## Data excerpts
Content starts

//! Cryptographic Identity
//!
//! Each participant is a secp256k1 keypair. The participant id seen on the
//! wire is the hex form of the uncompressed public key, so any verifier can
//! recover the verifying key from the id alone, with no key registry.
//!
//! Signatures are deterministic-nonce ECDSA (RFC 6979) over the SHA-256 of
//! the canonical byte encoding of the signed value.

use secp256k1::ecdsa::Signature;
use secp256k1::{Message, PublicKey, SecretKey, SECP256K1};
use thiserror::Error;

use crate::core::hash::sha256;

/// Identity errors.
#[derive(Debug, Error)]
pub enum IdentityError {
    /// The secret bytes do not form a valid curve scalar.
    #[error("invalid secret key")]
    InvalidSecretKey,

    /// A participant id did not decode to a valid public key.
    #[error("invalid participant id")]
    InvalidParticipantId,
}

/// A participant's signing identity. Owns the private key; the private key
/// never crosses the engine boundary and is erased on drop.
pub struct Identity {
    secret: SecretKey,
    public: PublicKey,
    participant_id: String,
}

impl Identity {
    /// Generate a fresh identity from the OS entropy source.
    pub fn generate() -> Self {
        let (secret, public) = SECP256K1.generate_keypair(&mut rand::thread_rng());
        Self::from_parts(secret, public)
    }

    /// Build an identity from exact secret key bytes.
    pub fn from_secret_bytes(bytes: &[u8; 32]) -> Result<Self, IdentityError> {
        let secret = SecretKey::from_slice(bytes).map_err(|_| IdentityError::InvalidSecretKey)?;
        let public = secret.public_key(SECP256K1);
        Ok(Self::from_parts(secret, public))
    }

    /// Derive an identity deterministically from arbitrary seed bytes.
    ///
    /// The seed is hashed to the scalar, so any non-degenerate seed works.
    pub fn from_seed(seed: &[u8]) -> Result<Self, IdentityError> {
        Self::from_secret_bytes(&sha256(seed))
    }

    fn from_parts(secret: SecretKey, public: PublicKey) -> Self {
        let participant_id = hex::encode(public.serialize_uncompressed());
        Self {
            secret,
            public,
            participant_id,
        }
    }

    /// The wire name of this participant: hex of the uncompressed public key.
    pub fn participant_id(&self) -> &str {
        &self.participant_id
    }

    /// The verifying key.
    pub fn public_key(&self) -> &PublicKey {
        &self.public
    }

    /// Sign a message. The message is hashed with SHA-256 and signed with
    /// deterministic-nonce ECDSA; the result is the hex compact signature.
    pub fn sign(&self, message: &[u8]) -> String {
        let digest = Message::from_digest(sha256(message));
        let signature = SECP256K1.sign_ecdsa(&digest, &self.secret);
        hex::encode(signature.serialize_compact())
    }
}

impl Drop for Identity {
    fn drop(&mut self) {
        self.secret.non_secure_erase();
    }
}

impl std::fmt::Debug for Identity {
    fn fmt(&self, f: &mut std::fmt::Formatter<'_>) -> std::fmt::Result {
        // Never print the secret key.
        f.debug_struct("Identity")
            .field("participant_id", &self.participant_id)
            .finish_non_exhaustive()
    }
}

/// Recover the verifying key from a participant id.
pub fn parse_participant_id(id: &str) -> Result<PublicKey, IdentityError> {
    let bytes = hex::decode(id).map_err(|_| IdentityError::InvalidParticipantId)?;
    PublicKey::from_slice(&bytes).map_err(|_| IdentityError::InvalidParticipantId)
}

/// Verify a hex compact signature over a message against a participant id.
///
/// Any malformed id, signature, or digest verifies false rather than
/// erroring; a peer that sends garbage is indistinguishable from a forger.
pub fn verify(participant_id: &str, message: &[u8], signature_hex: &str) -> bool {
    let Ok(public) = parse_participant_id(participant_id) else {
        return false;
    };
    let Ok(raw) = hex::decode(signature_hex) else {
        return false;
    };
    let Ok(signature) = Signature::from_compact(&raw) else {
        return false;
    };
    let digest = Message::from_digest(sha256(message));
    SECP256K1.verify_ecdsa(&digest, &signature, &public).is_ok()
}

Content ends

## TO DO
Word for word, copy out the entries.

## RESPONSE AREA
//! Cryptographic Identity
//!
//! Each participant is a secp256k1 keypair. The participant id seen on the
//! wire is the hex form of the uncompressed public key, so any verifier can
//! recover the verifying key from the id alone, with no key registry.
//!
//! Signatures are deterministic-nonce ECDSA (RFC 6979) over the SHA-256 of
//! the canonical byte encoding of the signed value.

use secp256k1::ecdsa::Signature;
use secp256k1::{Message, PublicKey, SecretKey, SECP256K1};
use thiserror::Error;

use crate::core::hash::sha256;

/// Identity errors.
#[derive(Debug, Error)]
pub enum IdentityError {
    /// The secret bytes do not form a valid curve scalar.
    #[error("invalid secret key")]
    InvalidSecretKey,

    /// A participant id did not decode to a valid public key.
    #[error("invalid participant id")]
    InvalidParticipantId,
}

/// A participant's signing identity. Owns the private key; the private key
/// never crosses the engine boundary and is erased on drop.
pub struct Identity {
    secret: SecretKey,
    public: PublicKey,
    participant_id: String,
}

impl Identity {
    /// Generate a fresh identity from the OS entropy source.
    pub fn generate() -> Self {
        let (secret, public) = SECP256K1.generate_keypair(&mut rand::thread_rng());
        Self::from_parts(secret, public)
    }

    /// Build an identity from exact secret key bytes.
    pub fn from_secret_bytes(bytes: &[u8; 32]) -> Result<Self, IdentityError> {
        let secret = SecretKey::from_slice(bytes).map_err(|_| IdentityError::InvalidSecretKey)?;
        let public = secret.public_key(SECP256K1);
        Ok(Self::from_parts(secret, public))
    }

    /// Derive an identity deterministically from arbitrary seed bytes.
    ///
    /// The seed is hashed to the scalar, so any non-degenerate seed works.
    pub fn from_seed(seed: &[u8]) -> Result<Self, IdentityError> {
        Self::from_secret_bytes(&sha256(seed))
    }

    fn from_parts(secret: SecretKey, public: PublicKey) -> Self {
        let participant_id = hex::encode(public.serialize_uncompressed());
        Self {
            secret,
            public,
            participant_id,
        }
    }

    /// The wire name of this participant: hex of the uncompressed public key.
    pub fn participant_id(&self) -> &str {
        &self.participant_id
    }

    /// The verifying key.
    pub fn public_key(&self) -> &PublicKey {
        &self.public
    }

    /// Sign a message. The message is hashed with SHA-256 and signed with
    /// deterministic-nonce ECDSA; the result is the hex compact signature.
    pub fn sign(&self, message: &[u8]) -> String {
        let digest = Message::from_digest(sha256(message));
        let signature = SECP256K1.sign_ecdsa(&digest, &self.secret);
        hex::encode(signature.serialize_compact())
    }
}

impl Drop for Identity {
    fn drop(&mut self) {
        self.secret.non_secure_erase();
    }
}

impl std::fmt::Debug for Identity {
    fn fmt(&self, f: &mut std::fmt::Formatter<'_>) -> std::fmt::Result {
        // Never print the secret key.
        f.debug_struct("Identity")
            .field("participant_id", &self.participant_id)
            .finish_non_exhaustive()
    }
}

/// Recover the verifying key from a participant id.
pub fn parse_participant_id(id: &str) -> Result<PublicKey, IdentityError> {
    let bytes = hex::decode(id).map_err(|_| IdentityError::InvalidParticipantId)?;
    PublicKey::from_slice(&bytes).map_err(|_| IdentityError::InvalidParticipantId)
}

/// Verify a hex compact signature over a message against a participant id.
///
/// Any malformed id, signature, or digest verifies false rather than
/// erroring; a peer that sends garbage is indistinguishable from a forger.
pub fn verify(participant_id: &str, message: &[u8], signature_hex: &str) -> bool {
    let Ok(public) = parse_participant_id(participant_id) else {
        return false;
    };
    let Ok(raw) = hex::decode(signature_hex) else {
        return false;
    };
    let Ok(signature) = Signature::from_compact(&raw) else {
        return false;
    };
    let digest = Message::from_digest(sha256(message));
    SECP256K1.verify_ecdsa(&digest, &signature, &public).is_ok()
}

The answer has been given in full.